Telltale signs to be on the lookout for:
- Orders placed through the TTY Relay Service. See more TTY Relay Service
- Emails with strange spelling, grammar, or syntax.
- Outlandish requests for very large orders, especially those taking place in a very short time frame, usually within 2 weeks.
- ANY type of involvement with a “courier”, “shipper” or “refrigerated truck”.
- Orders that sound too good to be true. When is the last time you had a real bride who wanted to pay you $500 for cake delivery?
- Someone who doesn’t bat an eye at the cost, no matter how much.

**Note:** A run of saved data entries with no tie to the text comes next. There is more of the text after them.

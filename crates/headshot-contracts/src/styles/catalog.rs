use indexmap::IndexMap;
use serde::Serialize;

pub const CUSTOM_STYLE_ID: &str = "custom";

#[derive(Debug, Clone, PartialEq, Eq, Serialize)]
pub struct StyleSpec {
    pub id: String,
    pub name: String,
    pub description: String,
    /// Text sent to the generator. Empty for the custom entry.
    pub prompt_template: String,
    pub preview_color: String,
    pub icon: Option<String>,
}

impl StyleSpec {
    pub fn is_custom(&self) -> bool {
        self.id == CUSTOM_STYLE_ID
    }
}

/// Ordered, immutable set of headshot styles. The first entry is the default
/// selection for a fresh session.
#[derive(Debug, Clone, PartialEq, Eq)]
pub struct StyleCatalog {
    styles: IndexMap<String, StyleSpec>,
}

impl Default for StyleCatalog {
    fn default() -> Self {
        Self::new(None)
    }
}

impl StyleCatalog {
    /// Builds a catalog from explicit entries, or the built-in styles when
    /// `styles` is `None`. Returns an empty catalog only if given one.
    pub fn new(styles: Option<IndexMap<String, StyleSpec>>) -> Self {
        Self {
            styles: styles.unwrap_or_else(default_styles),
        }
    }

    pub fn get(&self, id: &str) -> Option<&StyleSpec> {
        self.styles.get(id.trim())
    }

    pub fn list(&self) -> impl Iterator<Item = &StyleSpec> {
        self.styles.values()
    }

    pub fn ids(&self) -> Vec<String> {
        self.styles.keys().cloned().collect()
    }

    pub fn default_style(&self) -> Option<&StyleSpec> {
        self.styles.values().next()
    }

    pub fn custom(&self) -> Option<&StyleSpec> {
        self.styles.values().find(|style| style.is_custom())
    }

    pub fn len(&self) -> usize {
        self.styles.len()
    }

    pub fn is_empty(&self) -> bool {
        self.styles.is_empty()
    }
}

fn default_styles() -> IndexMap<String, StyleSpec> {
    let mut map = IndexMap::new();

    let mut insert = |id: &str,
                      name: &str,
                      description: &str,
                      prompt_template: &str,
                      preview_color: &str,
                      icon: &str| {
        map.insert(
            id.to_string(),
            StyleSpec {
                id: id.to_string(),
                name: name.to_string(),
                description: description.to_string(),
                prompt_template: prompt_template.to_string(),
                preview_color: preview_color.to_string(),
                icon: Some(icon.to_string()),
            },
        );
    };

    insert(
        "corporate-grey",
        "Corporate Grey",
        "Professional grey studio backdrop, suit and tie or formal blouse.",
        "Transform this person into a professional corporate headshot. They should be wearing \
         a sharp, dark business suit. The background should be a clean, neutral grey studio \
         backdrop. High quality, photorealistic, 8k resolution, soft studio lighting.",
        "bg-slate-400",
        "🏢",
    );
    insert(
        "modern-office",
        "Modern Tech",
        "Casual yet professional look with a blurred modern office background.",
        "Transform this person into a modern tech industry professional. They should be wearing \
         smart casual attire like a polo or blazer with a t-shirt. The background should be a \
         bright, blurred modern open-plan office with glass and greenery. Natural lighting, \
         approachable vibe.",
        "bg-blue-200",
        "💻",
    );
    insert(
        "outdoor-natural",
        "Outdoor Natural",
        "Fresh outdoor setting with natural lighting and bokeh.",
        "Transform this person into a professional outdoor portrait. They should be wearing \
         business casual clothing. The background should be a blurred park or city street with \
         beautiful natural bokeh and golden hour lighting. Warm, friendly, and trustworthy.",
        "bg-green-200",
        "🌳",
    );
    insert(
        "islamic-traditional",
        "Islamic Traditional",
        "Traditional attire with Panjabi, Tupi, and well-groomed beard.",
        "Transform this person into a dignified professional portrait with traditional Islamic \
         styling. The subject should be wearing a crisp Panjabi and a prayer cap (Tupi). Feature \
         a well-groomed beard (Dari). The background should be a clean, neutral studio backdrop. \
         High quality, photorealistic, 8k resolution, soft studio lighting.",
        "bg-emerald-200",
        "🕌",
    );
    insert(
        "studio-black",
        "Dramatic Black",
        "High-contrast studio lighting with a black background.",
        "Transform this person into a dramatic, high-end studio portrait. Dark, solid black \
         background. Rim lighting on the hair and shoulders. Serious and confident expression. \
         Wearing a black turtleneck or dark formal wear. Artistic and bold.",
        "bg-slate-900",
        "🎭",
    );
    insert(
        CUSTOM_STYLE_ID,
        "Custom Prompt",
        "Describe your own style or edit.",
        "",
        "bg-indigo-500",
        "✨",
    );

    map
}

#[cfg(test)]
mod tests {
    use indexmap::IndexMap;

    use super::{StyleCatalog, StyleSpec, CUSTOM_STYLE_ID};

    #[test]
    fn default_catalog_starts_with_corporate_grey() {
        let catalog = StyleCatalog::default();
        let first = catalog.default_style().cloned().unwrap_or_else(|| panic!("empty catalog"));
        assert_eq!(first.id, "corporate-grey");
        assert_eq!(first.name, "Corporate Grey");
        assert!(first
            .prompt_template
            .starts_with("Transform this person into a professional corporate headshot."));
    }

    #[test]
    fn default_catalog_has_single_custom_entry_with_empty_template() {
        let catalog = StyleCatalog::default();
        let customs: Vec<&StyleSpec> = catalog.list().filter(|style| style.is_custom()).collect();
        assert_eq!(customs.len(), 1);
        assert!(customs[0].prompt_template.is_empty());
        assert_eq!(catalog.custom().map(|style| style.id.as_str()), Some(CUSTOM_STYLE_ID));
    }

    #[test]
    fn preset_templates_do_not_contain_line_continuation_gaps() {
        for style in StyleCatalog::default().list() {
            assert!(!style.prompt_template.contains("  "), "{}", style.id);
        }
    }

    #[test]
    fn catalog_preserves_insertion_order() {
        let ids = StyleCatalog::default().ids();
        assert_eq!(
            ids,
            vec![
                "corporate-grey",
                "modern-office",
                "outdoor-natural",
                "islamic-traditional",
                "studio-black",
                "custom",
            ]
        );
    }

    #[test]
    fn lookup_trims_identifier() {
        let catalog = StyleCatalog::default();
        assert_eq!(
            catalog.get("  studio-black ").map(|style| style.name.as_str()),
            Some("Dramatic Black")
        );
        assert!(catalog.get("missing").is_none());
    }

    #[test]
    fn explicit_catalog_replaces_builtins() {
        let mut styles = IndexMap::new();
        styles.insert(
            "only".to_string(),
            StyleSpec {
                id: "only".to_string(),
                name: "Only".to_string(),
                description: String::new(),
                prompt_template: "make it blue".to_string(),
                preview_color: String::new(),
                icon: None,
            },
        );
        let catalog = StyleCatalog::new(Some(styles));
        assert_eq!(catalog.len(), 1);
        assert!(catalog.custom().is_none());
    }
}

Here is a media article about a real bakery that got taken by this scam: Bellingham bakery falls victim
Here is an actual scam leter:
I will like you to bake me a chocolate or a strawberry cake of 5 tier that can serve approximately 250 guest or more, and I want the cake to be decorated with pink roses and the cake should be covered in fondant or in butter cream, and let there be an inscription be writing on one as (HAPPY MARRIAGE LIFE) and i want you to pack them in different boxes after ready for pick up. And I want you to have the cake ready for pick-up on 29th of August 2008, 11 o clock A.M. So let me know if you can fill in the date for me?? . Reply me back and let me know if you can fill in the date for me.?? then i can forward all the details and the picture sample of what i will like you to bake for me.
Thanks and God bless.
If you made the mistake of writing back to them with a quote, you would then receive something like this:
Thanks for the quotation, i want the cake to be bake with gumpast, handmade, I just wanna use the moment to let you know that i will be sending down a private shipping agent to pickup the cakes from your location to my wedding reception. they will come with refrigerated Van, so i will be given you my credit card details to process for the sum of $1,862.50 (cake $1262.50 + $600.00 shipping fees) So let me know if you are ready to proceed, kindly provide me your address for the pickup so i can give it to the shipping co. Let me know so i can send you the credit card details in the next email asap.
Attached is a picture of what i want the cake to be look like, kinly get back to me as soon as possible. Thanks once again.
God Bless you.
Although it’s tempting to mess with them, the best thing to do is just ignore the email. Don’t reply, this lets them know they’ve got a good email address.
The scam for cake decorating lessons is roughly the same – someone is coming to the U.S. with their whole family, and they want you give them cake decorating lessons for 2 days! They want to work with their local agent to book a hotel room, so they give you their credit card number and ask you to pay the local agent some amount in cash.
Don’t ever accept a credit card or check transaction then refund cash to anyone. Stay smart and trust your instincts, they’re usually right.